- TASK TO CARRY OUT: Lines in the listing that hold the string "insert" need to be tallied, and the total given alone.

- DATA TO USE:
┄┄┄┄┄┄┄┄┄┄

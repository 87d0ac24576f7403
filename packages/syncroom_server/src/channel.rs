//! Addressed delivery to connections and to named groups of connections.

use std::collections::{BTreeMap, BTreeSet};

use thiserror::Error;
use tokio::sync::mpsc::{self, error::SendError};

use crate::{ConnId, Msg, RoomId, models::OutboundEvent};

#[derive(Debug, Error)]
pub enum ChannelError {
    #[error("Connection {0} not connected")]
    NoConnection(ConnId),
    #[error(transparent)]
    Serialize(#[from] serde_json::Error),
    #[error(transparent)]
    Send(#[from] SendError<Msg>),
}

/// Outbound queues for every live connection plus the group membership index.
#[derive(Debug, Default)]
pub struct Channel {
    connections: BTreeMap<ConnId, mpsc::UnboundedSender<Msg>>,
    groups: BTreeMap<RoomId, BTreeSet<ConnId>>,
}

impl Channel {
    #[must_use]
    pub fn new() -> Self {
        Self::default()
    }

    pub fn connect(&mut self, id: ConnId, tx: mpsc::UnboundedSender<Msg>) {
        self.connections.insert(id, tx);
    }

    /// Drops the connection's queue and removes it from every group.
    pub fn disconnect(&mut self, id: ConnId) {
        self.connections.remove(&id);
        self.groups.retain(|_, members| {
            members.remove(&id);
            !members.is_empty()
        });
    }

    #[must_use]
    pub fn is_connected(&self, id: ConnId) -> bool {
        self.connections.contains_key(&id)
    }

    #[must_use]
    pub fn connection_count(&self) -> usize {
        self.connections.len()
    }

    #[must_use]
    pub fn group_members(&self, group: &str) -> Vec<ConnId> {
        self.groups
            .get(group)
            .map(|members| members.iter().copied().collect())
            .unwrap_or_default()
    }

    fn try_send(&self, id: ConnId, event: &OutboundEvent) -> Result<(), ChannelError> {
        let tx = self
            .connections
            .get(&id)
            .ok_or(ChannelError::NoConnection(id))?;
        let message = serde_json::to_string(event)?;
        log::trace!("Sending {event} to {id} size={}", message.len());
        // errors if client disconnected abruptly and hasn't been cleaned up yet
        tx.send(message)?;
        Ok(())
    }

    /// Fire-and-forget delivery to a single connection.
    pub fn send(&self, id: ConnId, event: &OutboundEvent) {
        if let Err(err) = self.try_send(id, event) {
            log::debug!("Failed to send {event} to {id}: {err:?}");
        }
    }

    /// Fire-and-forget delivery to every connection in `group`.
    pub fn send_group(&self, group: &str, event: &OutboundEvent) {
        let Some(members) = self.groups.get(group) else {
            log::trace!("send_group: no group {group}");
            return;
        };
        for id in members {
            self.send(*id, event);
        }
    }

    pub fn join_group(&mut self, id: ConnId, group: &str) {
        self.groups.entry(group.to_string()).or_default().insert(id);
    }

    pub fn leave_group(&mut self, id: ConnId, group: &str) {
        if let Some(members) = self.groups.get_mut(group) {
            members.remove(&id);
            if members.is_empty() {
                self.groups.remove(group);
            }
        }
    }
}

#[cfg(test)]
mod tests {
    use pretty_assertions::assert_eq;

    use super::*;
    use crate::test_utils::received;

    #[test_log::test]
    fn send_group_reaches_only_group_members() {
        let mut channel = Channel::new();
        let (tx1, mut rx1) = mpsc::unbounded_channel();
        let (tx2, mut rx2) = mpsc::unbounded_channel();
        channel.connect(1, tx1);
        channel.connect(2, tx2);
        channel.join_group(1, "room");

        channel.send_group("room", &OutboundEvent::YouAreLeader);

        assert_eq!(received(&mut rx1), vec![OutboundEvent::YouAreLeader]);
        assert_eq!(received(&mut rx2), vec![]);
    }

    #[test_log::test]
    fn empty_groups_are_dropped() {
        let mut channel = Channel::new();
        let (tx, _rx) = mpsc::unbounded_channel();
        channel.connect(1, tx);
        channel.join_group(1, "room");

        channel.leave_group(1, "room");

        assert!(channel.groups.is_empty());
    }

    #[test_log::test]
    fn disconnect_removes_group_membership() {
        let mut channel = Channel::new();
        let (tx1, _rx1) = mpsc::unbounded_channel();
        let (tx2, _rx2) = mpsc::unbounded_channel();
        channel.connect(1, tx1);
        channel.connect(2, tx2);
        channel.join_group(1, "room");
        channel.join_group(2, "room");

        channel.disconnect(1);

        assert!(!channel.is_connected(1));
        assert_eq!(channel.group_members("room"), vec![2]);
    }

    #[test_log::test]
    fn send_to_unknown_connection_is_not_fatal() {
        let channel = Channel::new();

        channel.send(42, &OutboundEvent::YouAreLeader);

        assert!(matches!(
            channel.try_send(42, &OutboundEvent::YouAreLeader),
            Err(ChannelError::NoConnection(42))
        ));
    }
}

┄┄┄┄┄┄┄┄┄┄

- WRITTEN SOLUTION: 2